====== PROVIDED DATA ======

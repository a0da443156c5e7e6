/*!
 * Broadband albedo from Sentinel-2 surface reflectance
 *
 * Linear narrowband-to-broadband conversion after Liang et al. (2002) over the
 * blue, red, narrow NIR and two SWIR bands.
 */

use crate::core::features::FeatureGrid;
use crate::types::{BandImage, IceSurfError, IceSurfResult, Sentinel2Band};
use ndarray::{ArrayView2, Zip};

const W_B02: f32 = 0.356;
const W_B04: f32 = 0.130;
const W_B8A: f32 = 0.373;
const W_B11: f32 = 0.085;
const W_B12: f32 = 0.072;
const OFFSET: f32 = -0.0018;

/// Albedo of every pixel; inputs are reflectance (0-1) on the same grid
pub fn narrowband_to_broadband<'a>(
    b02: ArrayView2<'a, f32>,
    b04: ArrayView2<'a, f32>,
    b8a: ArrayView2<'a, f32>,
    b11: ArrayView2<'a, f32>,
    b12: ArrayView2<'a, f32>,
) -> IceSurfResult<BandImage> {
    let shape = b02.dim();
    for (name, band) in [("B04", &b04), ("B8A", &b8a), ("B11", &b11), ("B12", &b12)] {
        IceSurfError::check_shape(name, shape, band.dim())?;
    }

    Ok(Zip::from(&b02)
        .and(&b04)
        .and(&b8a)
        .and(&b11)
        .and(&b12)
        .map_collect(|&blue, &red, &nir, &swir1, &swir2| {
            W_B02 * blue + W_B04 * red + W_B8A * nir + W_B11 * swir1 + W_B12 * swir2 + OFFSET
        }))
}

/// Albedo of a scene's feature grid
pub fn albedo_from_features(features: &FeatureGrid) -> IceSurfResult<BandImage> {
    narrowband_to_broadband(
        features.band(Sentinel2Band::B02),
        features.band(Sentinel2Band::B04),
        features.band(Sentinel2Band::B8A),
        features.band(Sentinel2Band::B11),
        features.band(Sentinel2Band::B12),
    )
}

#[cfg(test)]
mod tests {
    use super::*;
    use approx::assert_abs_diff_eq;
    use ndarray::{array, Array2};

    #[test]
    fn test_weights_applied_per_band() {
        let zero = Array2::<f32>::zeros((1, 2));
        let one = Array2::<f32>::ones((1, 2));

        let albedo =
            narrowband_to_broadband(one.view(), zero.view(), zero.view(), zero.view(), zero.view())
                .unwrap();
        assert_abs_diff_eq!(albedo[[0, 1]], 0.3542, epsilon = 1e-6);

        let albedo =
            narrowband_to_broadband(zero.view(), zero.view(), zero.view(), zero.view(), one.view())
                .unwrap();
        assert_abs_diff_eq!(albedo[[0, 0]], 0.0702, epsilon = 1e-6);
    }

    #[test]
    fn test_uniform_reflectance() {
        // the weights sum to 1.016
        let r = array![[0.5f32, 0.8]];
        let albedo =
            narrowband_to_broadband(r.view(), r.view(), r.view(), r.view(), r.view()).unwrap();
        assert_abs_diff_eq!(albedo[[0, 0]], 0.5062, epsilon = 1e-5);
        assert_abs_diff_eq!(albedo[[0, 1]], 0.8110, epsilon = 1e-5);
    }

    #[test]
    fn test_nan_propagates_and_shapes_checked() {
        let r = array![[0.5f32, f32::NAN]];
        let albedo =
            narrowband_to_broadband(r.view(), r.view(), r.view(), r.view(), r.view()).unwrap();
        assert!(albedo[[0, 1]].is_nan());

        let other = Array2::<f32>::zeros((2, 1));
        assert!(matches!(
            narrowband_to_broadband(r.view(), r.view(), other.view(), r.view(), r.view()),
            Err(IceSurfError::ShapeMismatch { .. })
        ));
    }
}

======

YOUR TASK
When a line in the listing has the word "OFFSET", return that line.

SOLUTION TO THIS EXERCISE
const OFFSET: f32 = -0.0018;
            W_B02 * blue + W_B04 * red + W_B8A * nir + W_B11 * swir1 + W_B12 * swir2 + OFFSET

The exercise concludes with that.